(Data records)
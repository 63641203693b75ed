//! CLI command handler for account transfers
//!
//! Moves money between two configured accounts. Transfers are not checked
//! against the source balance.

use chrono::NaiveDate;
use clap::Subcommand;

use crate::config::settings::Settings;
use crate::display::format_transfer_list;
use crate::error::LedgerResult;
use crate::services::{LedgerService, NewTransfer, PeriodService};
use crate::storage::Storage;

use super::{parse_amount, parse_date_or};

/// Transfer subcommands
#[derive(Subcommand)]
pub enum TransferCommands {
    /// Move money from one account to another
    Add {
        /// Source account
        from: String,

        /// Destination account
        to: String,

        /// Amount to move
        amount: String,

        /// Transfer date (YYYY-MM-DD, defaults to today)
        #[arg(short, long)]
        date: Option<String>,

        /// Optional note
        #[arg(short, long)]
        note: Option<String>,
    },

    /// List transfers, latest first
    List {
        /// Period (current, last, a date, YYYY-MM or START..END)
        #[arg(short, long)]
        period: Option<String>,

        /// List transfers from every period
        #[arg(long, conflicts_with = "period")]
        all: bool,
    },
}

/// Handle the transfer command
pub fn handle_transfer_command(
    storage: &Storage,
    settings: &Settings,
    today: NaiveDate,
    cmd: TransferCommands,
) -> LedgerResult<()> {
    let ledger = LedgerService::new(storage, settings, today)?;

    match cmd {
        TransferCommands::Add {
            from,
            to,
            amount,
            date,
            note,
        } => {
            let transfer = ledger.record_transfer(NewTransfer {
                from_account: &from,
                to_account: &to,
                amount: parse_amount(&amount)?,
                date: parse_date_or(date.as_deref(), today)?,
                note,
            })?;

            println!("Transfer recorded:");
            println!("  From:   {}", transfer.from_account());
            println!("  To:     {}", transfer.to_account());
            println!(
                "  Amount: {}",
                transfer.amount().format_with_symbol(&settings.currency_symbol)
            );
            println!("  Date:   {}", settings.format_date(transfer.date()));
        }

        TransferCommands::List { period, all } => {
            let period_service = PeriodService::new(settings, today);
            let period = if all {
                None
            } else {
                Some(period_service.parse_or_current(period.as_deref())?)
            };

            if let Some(period) = &period {
                println!("Transfers for {}", period_service.format_period_friendly(period));
            }
            let transfers = ledger.list_transfers(period.as_ref())?;
            println!("{}", format_transfer_list(&transfers, settings));
        }
    }

    Ok(())
}
//! CLI command handlers
//!
//! This module contains the implementation of CLI commands,
//! bridging the clap argument parsing with the service layer.

pub mod audit;
pub mod expense;
pub mod export;
pub mod income;
pub mod insights;
pub mod period;
pub mod report;
pub mod transfer;

pub use audit::handle_audit_command;
pub use expense::{handle_expense_command, ExpenseCommands};
pub use export::{handle_export_command, ExportCommands};
pub use income::{handle_income_command, IncomeCommands};
pub use insights::handle_insights_command;
pub use period::handle_period_command;
pub use report::{handle_spending_command, handle_summary_command, OutputFormat};
pub use transfer::{handle_transfer_command, TransferCommands};

use chrono::NaiveDate;

use crate::error::{LedgerError, LedgerResult};
use crate::models::{parse_date, Money, PaymentMethod};

/// Parse a positive amount argument
pub(crate) fn parse_amount(amount: &str) -> LedgerResult<Money> {
    let parsed = Money::parse(amount).map_err(|e| {
        LedgerError::Validation(format!(
            "Invalid amount format: '{}'. Use format like '100.00' or '100'. Error: {}",
            amount, e
        ))
    })?;

    if !parsed.is_positive() {
        return Err(LedgerError::Validation(format!(
            "Amount must be greater than zero (got {})",
            parsed
        )));
    }
    Ok(parsed)
}

/// Parse an optional date argument, defaulting to `today`
pub(crate) fn parse_date_or(date: Option<&str>, today: NaiveDate) -> LedgerResult<NaiveDate> {
    match date {
        Some(s) => Ok(parse_date(s)?),
        None => Ok(today),
    }
}

/// Parse an optional payment method argument
pub(crate) fn parse_method(method: Option<&str>) -> LedgerResult<PaymentMethod> {
    match method {
        Some(s) => PaymentMethod::parse(s).ok_or_else(|| {
            let known: Vec<String> = PaymentMethod::all().iter().map(|m| m.to_string()).collect();
            LedgerError::Validation(format!(
                "Unknown payment method '{}'. Use one of: {}",
                s,
                known.join(", ")
            ))
        }),
        None => Ok(PaymentMethod::default()),
    }
}
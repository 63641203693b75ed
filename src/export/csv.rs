//! CSV Export functionality
//!
//! Exports expenses and income to spreadsheet-compatible CSV.

use std::io::Write;

use crate::error::LedgerResult;
use crate::models::{ExpenseEvent, IncomeEvent};

/// Export expenses to CSV in the order given
pub fn export_expenses_csv<W: Write>(expenses: &[ExpenseEvent], writer: W) -> LedgerResult<()> {
    let mut csv = ::csv::Writer::from_writer(writer);

    csv.write_record([
        "ID",
        "Date",
        "Account",
        "Category",
        "Description",
        "Amount",
        "Payment Method",
    ])?;

    for expense in expenses {
        csv.write_record([
            expense.id().to_string(),
            expense.date().to_string(),
            expense.account().to_string(),
            expense.category().to_string(),
            expense.description().unwrap_or_default().to_string(),
            expense.amount().to_string(),
            expense.payment_method().to_string(),
        ])?;
    }

    csv.flush()?;
    Ok(())
}

/// Export income events to CSV in the order given
pub fn export_income_csv<W: Write>(incomes: &[IncomeEvent], writer: W) -> LedgerResult<()> {
    let mut csv = ::csv::Writer::from_writer(writer);

    csv.write_record(["ID", "Date", "Account", "Source", "Amount", "Payment Method"])?;

    for income in incomes {
        csv.write_record([
            income.id().to_string(),
            income.date().to_string(),
            income.account().to_string(),
            income.source().to_string(),
            income.amount().to_string(),
            income.payment_method().to_string(),
        ])?;
    }

    csv.flush()?;
    Ok(())
}

#[cfg(test)]
mod tests {
    use super::*;
    use crate::models::{Account, ExpenseCategory, Money, PaymentMethod};
    use chrono::NaiveDate;

    #[test]
    fn test_export_expenses_quotes_fields() {
        let expense = ExpenseEvent::new(
            Account::new("Bank"),
            Money::from_cents(4550),
            NaiveDate::from_ymd_opt(2025, 2, 3).unwrap(),
            ExpenseCategory::new("Groceries"),
            Some("Milk, eggs".into()),
            PaymentMethod::DebitCard,
        )
        .unwrap();

        let mut output = Vec::new();
        export_expenses_csv(&[expense.clone()], &mut output).unwrap();
        let csv = String::from_utf8(output).unwrap();
        let lines: Vec<&str> = csv.lines().collect();

        assert_eq!(
            lines[0],
            "ID,Date,Account,Category,Description,Amount,Payment Method"
        );
        assert_eq!(
            lines[1],
            format!(
                "{},2025-02-03,Bank,Groceries,\"Milk, eggs\",45.50,Debit Card",
                expense.id()
            )
        );
    }

    #[test]
    fn test_export_income() {
        let income = IncomeEvent::new(
            Account::new("Savings"),
            Money::from_units(12),
            NaiveDate::from_ymd_opt(2025, 2, 3).unwrap(),
            "Interest",
            PaymentMethod::Other,
        )
        .unwrap();

        let mut output = Vec::new();
        export_income_csv(&[income], &mut output).unwrap();
        let csv = String::from_utf8(output).unwrap();

        assert!(csv.contains("Savings,Interest,12.00,Other"));
    }

    #[test]
    fn test_export_empty() {
        let mut output = Vec::new();
        export_expenses_csv(&[], &mut output).unwrap();
        assert_eq!(output.iter().filter(|b| **b == b'\n').count(), 1);
    }
}
//! Calendar date parsing
//!
//! Records carry calendar dates only. Any time-of-day component in user or
//! file input is dropped here so period membership is decided by date alone.

use chrono::{DateTime, NaiveDate, NaiveDateTime};
use std::fmt;

/// Parse `YYYY-MM-DD`, `YYYY-MM-DDTHH:MM:SS` or an RFC 3339 timestamp into a
/// calendar date
pub fn parse_date(s: &str) -> Result<NaiveDate, DateParseError> {
    let s = s.trim();

    if let Ok(date) = NaiveDate::parse_from_str(s, "%Y-%m-%d") {
        return Ok(date);
    }
    if let Ok(dt) = DateTime::parse_from_rfc3339(s) {
        return Ok(dt.date_naive());
    }
    for format in ["%Y-%m-%dT%H:%M:%S", "%Y-%m-%dT%H:%M:%S%.f", "%Y-%m-%d %H:%M:%S"] {
        if let Ok(dt) = NaiveDateTime::parse_from_str(s, format) {
            return Ok(dt.date());
        }
    }

    Err(DateParseError(s.to_string()))
}

#[derive(Debug, Clone, PartialEq, Eq)]
pub struct DateParseError(pub String);

impl fmt::Display for DateParseError {
    fn fmt(&self, f: &mut fmt::Formatter<'_>) -> fmt::Result {
        write!(f, "Invalid date '{}'. Use YYYY-MM-DD", self.0)
    }
}

impl std::error::Error for DateParseError {}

PROBLEM → For each line above that holds the string "Validation", provide a copy of that line.

REPLY →
        LedgerError::Validation(format!(
        return Err(LedgerError::Validation(format!(
            LedgerError::Validation(format!(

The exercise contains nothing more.